## Directions for this task
If a line below contains the string "next", return that line.

## Data excerpts
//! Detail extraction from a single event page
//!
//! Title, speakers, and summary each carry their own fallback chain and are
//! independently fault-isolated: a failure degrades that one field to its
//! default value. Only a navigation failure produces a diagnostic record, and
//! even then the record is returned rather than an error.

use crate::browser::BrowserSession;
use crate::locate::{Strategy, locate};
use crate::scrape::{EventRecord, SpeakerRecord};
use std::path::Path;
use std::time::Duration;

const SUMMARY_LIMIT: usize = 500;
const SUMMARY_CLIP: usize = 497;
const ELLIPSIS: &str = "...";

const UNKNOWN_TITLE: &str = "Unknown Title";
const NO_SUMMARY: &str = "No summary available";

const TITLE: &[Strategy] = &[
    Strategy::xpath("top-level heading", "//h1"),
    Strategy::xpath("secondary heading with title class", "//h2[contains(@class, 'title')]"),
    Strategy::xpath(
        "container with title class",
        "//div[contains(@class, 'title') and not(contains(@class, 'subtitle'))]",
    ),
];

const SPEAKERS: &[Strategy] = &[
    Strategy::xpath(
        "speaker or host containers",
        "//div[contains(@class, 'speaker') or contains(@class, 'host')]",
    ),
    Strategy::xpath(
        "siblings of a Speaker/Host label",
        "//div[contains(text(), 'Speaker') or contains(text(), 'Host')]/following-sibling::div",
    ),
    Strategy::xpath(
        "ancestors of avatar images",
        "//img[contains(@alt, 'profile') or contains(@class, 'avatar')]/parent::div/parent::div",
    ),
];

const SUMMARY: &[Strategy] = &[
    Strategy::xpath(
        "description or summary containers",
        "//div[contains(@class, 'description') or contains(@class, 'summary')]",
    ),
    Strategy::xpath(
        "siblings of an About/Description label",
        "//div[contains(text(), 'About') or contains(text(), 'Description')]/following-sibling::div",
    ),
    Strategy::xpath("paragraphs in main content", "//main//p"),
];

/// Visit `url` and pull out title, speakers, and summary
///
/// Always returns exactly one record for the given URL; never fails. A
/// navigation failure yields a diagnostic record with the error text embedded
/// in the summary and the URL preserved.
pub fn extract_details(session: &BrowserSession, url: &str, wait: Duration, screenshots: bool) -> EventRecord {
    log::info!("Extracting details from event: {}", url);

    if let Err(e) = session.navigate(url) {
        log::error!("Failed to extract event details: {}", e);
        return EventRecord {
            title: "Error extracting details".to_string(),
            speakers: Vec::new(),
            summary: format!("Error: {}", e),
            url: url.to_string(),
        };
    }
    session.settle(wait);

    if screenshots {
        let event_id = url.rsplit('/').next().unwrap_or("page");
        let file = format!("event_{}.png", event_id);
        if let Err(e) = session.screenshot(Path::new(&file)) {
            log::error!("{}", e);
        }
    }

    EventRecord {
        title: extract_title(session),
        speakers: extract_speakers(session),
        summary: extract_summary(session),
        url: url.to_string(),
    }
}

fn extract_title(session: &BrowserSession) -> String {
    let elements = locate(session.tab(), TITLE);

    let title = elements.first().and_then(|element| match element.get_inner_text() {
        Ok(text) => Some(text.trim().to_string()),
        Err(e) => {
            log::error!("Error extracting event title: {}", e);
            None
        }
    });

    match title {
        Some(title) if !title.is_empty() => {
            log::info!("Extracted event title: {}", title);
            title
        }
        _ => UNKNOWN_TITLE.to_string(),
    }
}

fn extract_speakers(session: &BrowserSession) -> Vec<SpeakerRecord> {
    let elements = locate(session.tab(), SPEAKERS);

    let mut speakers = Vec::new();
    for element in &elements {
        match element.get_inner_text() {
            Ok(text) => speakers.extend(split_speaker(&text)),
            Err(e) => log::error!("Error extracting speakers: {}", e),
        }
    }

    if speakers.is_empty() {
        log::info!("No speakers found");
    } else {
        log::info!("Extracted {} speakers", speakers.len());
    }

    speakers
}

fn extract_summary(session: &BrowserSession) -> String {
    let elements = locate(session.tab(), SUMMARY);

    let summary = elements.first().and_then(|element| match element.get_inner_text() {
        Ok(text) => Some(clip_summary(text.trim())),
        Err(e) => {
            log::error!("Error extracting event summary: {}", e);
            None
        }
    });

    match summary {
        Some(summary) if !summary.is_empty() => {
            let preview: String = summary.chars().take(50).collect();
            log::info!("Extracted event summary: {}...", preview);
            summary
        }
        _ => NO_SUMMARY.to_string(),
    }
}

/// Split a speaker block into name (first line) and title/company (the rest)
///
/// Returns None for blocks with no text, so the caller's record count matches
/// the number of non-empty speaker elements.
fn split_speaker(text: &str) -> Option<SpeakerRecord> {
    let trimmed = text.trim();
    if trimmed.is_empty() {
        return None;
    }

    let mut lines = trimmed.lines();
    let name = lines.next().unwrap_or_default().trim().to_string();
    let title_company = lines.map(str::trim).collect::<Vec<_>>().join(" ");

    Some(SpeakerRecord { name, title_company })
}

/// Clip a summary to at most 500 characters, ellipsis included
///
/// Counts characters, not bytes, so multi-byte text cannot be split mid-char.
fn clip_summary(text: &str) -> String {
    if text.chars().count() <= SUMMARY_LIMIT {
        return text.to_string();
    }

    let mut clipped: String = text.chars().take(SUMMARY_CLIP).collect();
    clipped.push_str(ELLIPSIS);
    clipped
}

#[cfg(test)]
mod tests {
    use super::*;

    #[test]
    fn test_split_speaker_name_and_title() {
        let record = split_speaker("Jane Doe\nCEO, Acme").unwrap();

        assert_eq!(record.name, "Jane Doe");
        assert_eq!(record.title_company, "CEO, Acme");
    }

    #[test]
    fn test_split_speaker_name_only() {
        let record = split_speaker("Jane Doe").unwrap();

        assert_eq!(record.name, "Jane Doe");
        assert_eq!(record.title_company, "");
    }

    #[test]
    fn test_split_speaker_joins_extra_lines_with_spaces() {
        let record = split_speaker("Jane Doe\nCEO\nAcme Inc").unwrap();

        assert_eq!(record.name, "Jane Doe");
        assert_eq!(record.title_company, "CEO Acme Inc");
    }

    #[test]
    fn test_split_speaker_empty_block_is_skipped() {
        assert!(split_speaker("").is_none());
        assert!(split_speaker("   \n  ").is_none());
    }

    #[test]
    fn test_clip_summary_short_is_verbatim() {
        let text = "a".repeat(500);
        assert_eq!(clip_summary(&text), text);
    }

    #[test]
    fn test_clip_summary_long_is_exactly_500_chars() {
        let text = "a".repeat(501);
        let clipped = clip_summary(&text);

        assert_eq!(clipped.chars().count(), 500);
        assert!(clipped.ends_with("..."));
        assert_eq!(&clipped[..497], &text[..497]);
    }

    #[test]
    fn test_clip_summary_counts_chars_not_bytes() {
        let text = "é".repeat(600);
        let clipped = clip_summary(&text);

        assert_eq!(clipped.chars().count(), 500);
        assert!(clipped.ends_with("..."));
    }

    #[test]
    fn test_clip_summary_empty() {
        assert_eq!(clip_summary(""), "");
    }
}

---

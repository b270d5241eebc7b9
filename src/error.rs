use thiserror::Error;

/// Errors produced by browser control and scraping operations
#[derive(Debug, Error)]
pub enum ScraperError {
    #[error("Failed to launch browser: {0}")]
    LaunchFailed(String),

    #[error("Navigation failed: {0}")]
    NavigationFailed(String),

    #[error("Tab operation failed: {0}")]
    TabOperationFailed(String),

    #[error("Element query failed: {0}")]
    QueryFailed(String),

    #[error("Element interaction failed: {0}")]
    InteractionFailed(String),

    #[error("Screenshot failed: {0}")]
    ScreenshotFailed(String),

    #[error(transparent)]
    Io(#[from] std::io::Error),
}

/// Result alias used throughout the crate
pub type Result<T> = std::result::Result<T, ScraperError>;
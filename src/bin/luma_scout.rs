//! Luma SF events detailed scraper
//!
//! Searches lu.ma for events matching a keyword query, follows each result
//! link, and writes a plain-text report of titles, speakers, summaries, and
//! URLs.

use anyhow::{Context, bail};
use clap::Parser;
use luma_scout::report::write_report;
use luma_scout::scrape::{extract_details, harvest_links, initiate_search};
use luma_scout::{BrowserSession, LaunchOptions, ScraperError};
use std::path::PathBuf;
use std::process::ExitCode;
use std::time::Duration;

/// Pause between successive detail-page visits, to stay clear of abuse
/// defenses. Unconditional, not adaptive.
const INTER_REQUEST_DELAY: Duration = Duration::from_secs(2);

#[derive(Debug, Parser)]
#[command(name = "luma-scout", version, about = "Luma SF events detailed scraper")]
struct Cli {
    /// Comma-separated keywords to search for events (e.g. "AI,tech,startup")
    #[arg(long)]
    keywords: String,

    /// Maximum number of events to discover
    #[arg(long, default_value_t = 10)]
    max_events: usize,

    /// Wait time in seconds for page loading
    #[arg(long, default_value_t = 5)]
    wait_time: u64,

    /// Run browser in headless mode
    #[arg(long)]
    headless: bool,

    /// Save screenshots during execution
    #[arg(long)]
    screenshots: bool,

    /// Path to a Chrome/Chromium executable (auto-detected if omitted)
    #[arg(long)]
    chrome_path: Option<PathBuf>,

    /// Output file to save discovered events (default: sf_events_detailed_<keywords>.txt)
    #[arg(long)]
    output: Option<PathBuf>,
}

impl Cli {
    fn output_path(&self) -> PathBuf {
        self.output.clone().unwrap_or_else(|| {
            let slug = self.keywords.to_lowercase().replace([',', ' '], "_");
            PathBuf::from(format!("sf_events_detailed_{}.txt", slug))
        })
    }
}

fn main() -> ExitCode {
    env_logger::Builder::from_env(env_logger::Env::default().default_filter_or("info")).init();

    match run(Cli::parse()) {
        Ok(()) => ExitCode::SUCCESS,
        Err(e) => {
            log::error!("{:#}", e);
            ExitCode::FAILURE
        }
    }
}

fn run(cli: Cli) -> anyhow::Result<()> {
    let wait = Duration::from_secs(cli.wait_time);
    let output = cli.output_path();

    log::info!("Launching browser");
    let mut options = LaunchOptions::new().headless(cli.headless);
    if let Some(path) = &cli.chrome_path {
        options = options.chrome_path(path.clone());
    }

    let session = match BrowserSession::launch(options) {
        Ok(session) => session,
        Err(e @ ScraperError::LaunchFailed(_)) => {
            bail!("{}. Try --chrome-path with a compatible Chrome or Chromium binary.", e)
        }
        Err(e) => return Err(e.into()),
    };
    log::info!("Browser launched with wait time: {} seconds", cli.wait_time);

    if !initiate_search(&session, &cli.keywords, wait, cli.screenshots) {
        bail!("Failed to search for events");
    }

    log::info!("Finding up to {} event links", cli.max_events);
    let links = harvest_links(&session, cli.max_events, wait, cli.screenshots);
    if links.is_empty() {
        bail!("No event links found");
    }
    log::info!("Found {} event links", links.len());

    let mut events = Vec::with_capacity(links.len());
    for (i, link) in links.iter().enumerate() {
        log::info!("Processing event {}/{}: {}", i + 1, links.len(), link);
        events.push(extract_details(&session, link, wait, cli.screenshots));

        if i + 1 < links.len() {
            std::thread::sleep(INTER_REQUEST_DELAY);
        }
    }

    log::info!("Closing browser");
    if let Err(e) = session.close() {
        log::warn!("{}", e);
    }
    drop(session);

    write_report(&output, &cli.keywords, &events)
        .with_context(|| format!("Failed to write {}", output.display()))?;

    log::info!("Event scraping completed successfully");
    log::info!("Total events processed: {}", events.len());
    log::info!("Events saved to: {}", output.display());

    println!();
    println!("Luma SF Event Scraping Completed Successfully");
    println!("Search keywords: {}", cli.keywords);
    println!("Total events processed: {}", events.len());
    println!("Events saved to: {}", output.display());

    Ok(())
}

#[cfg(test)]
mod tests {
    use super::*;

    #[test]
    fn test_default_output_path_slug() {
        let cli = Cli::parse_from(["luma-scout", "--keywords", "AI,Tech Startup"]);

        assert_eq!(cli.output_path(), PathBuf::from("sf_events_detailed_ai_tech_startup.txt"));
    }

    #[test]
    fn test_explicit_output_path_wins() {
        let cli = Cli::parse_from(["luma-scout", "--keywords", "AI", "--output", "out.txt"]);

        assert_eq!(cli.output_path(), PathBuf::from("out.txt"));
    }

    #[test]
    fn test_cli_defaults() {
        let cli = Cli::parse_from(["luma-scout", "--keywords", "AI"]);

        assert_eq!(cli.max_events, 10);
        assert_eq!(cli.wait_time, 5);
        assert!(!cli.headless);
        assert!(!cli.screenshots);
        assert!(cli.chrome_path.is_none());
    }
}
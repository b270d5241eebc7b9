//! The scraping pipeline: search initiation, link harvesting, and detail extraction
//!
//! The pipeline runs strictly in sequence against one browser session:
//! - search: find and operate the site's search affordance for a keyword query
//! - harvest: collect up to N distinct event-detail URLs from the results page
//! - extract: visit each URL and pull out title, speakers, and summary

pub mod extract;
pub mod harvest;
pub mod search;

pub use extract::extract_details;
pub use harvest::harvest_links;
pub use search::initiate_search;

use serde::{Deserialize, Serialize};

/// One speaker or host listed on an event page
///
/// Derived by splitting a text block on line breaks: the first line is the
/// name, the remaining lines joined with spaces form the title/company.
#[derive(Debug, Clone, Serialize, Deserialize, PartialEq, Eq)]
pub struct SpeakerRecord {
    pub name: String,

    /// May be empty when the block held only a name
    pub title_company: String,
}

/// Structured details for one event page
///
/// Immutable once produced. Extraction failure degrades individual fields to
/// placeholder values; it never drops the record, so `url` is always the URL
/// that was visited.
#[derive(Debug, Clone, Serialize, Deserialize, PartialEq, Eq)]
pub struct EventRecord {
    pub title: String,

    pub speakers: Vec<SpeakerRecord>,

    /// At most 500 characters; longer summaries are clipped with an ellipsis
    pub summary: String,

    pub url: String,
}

## Answer
        let event_id = url.rsplit('/').next().unwrap_or("page");
    let name = lines.next().unwrap_or_default().trim().to_string();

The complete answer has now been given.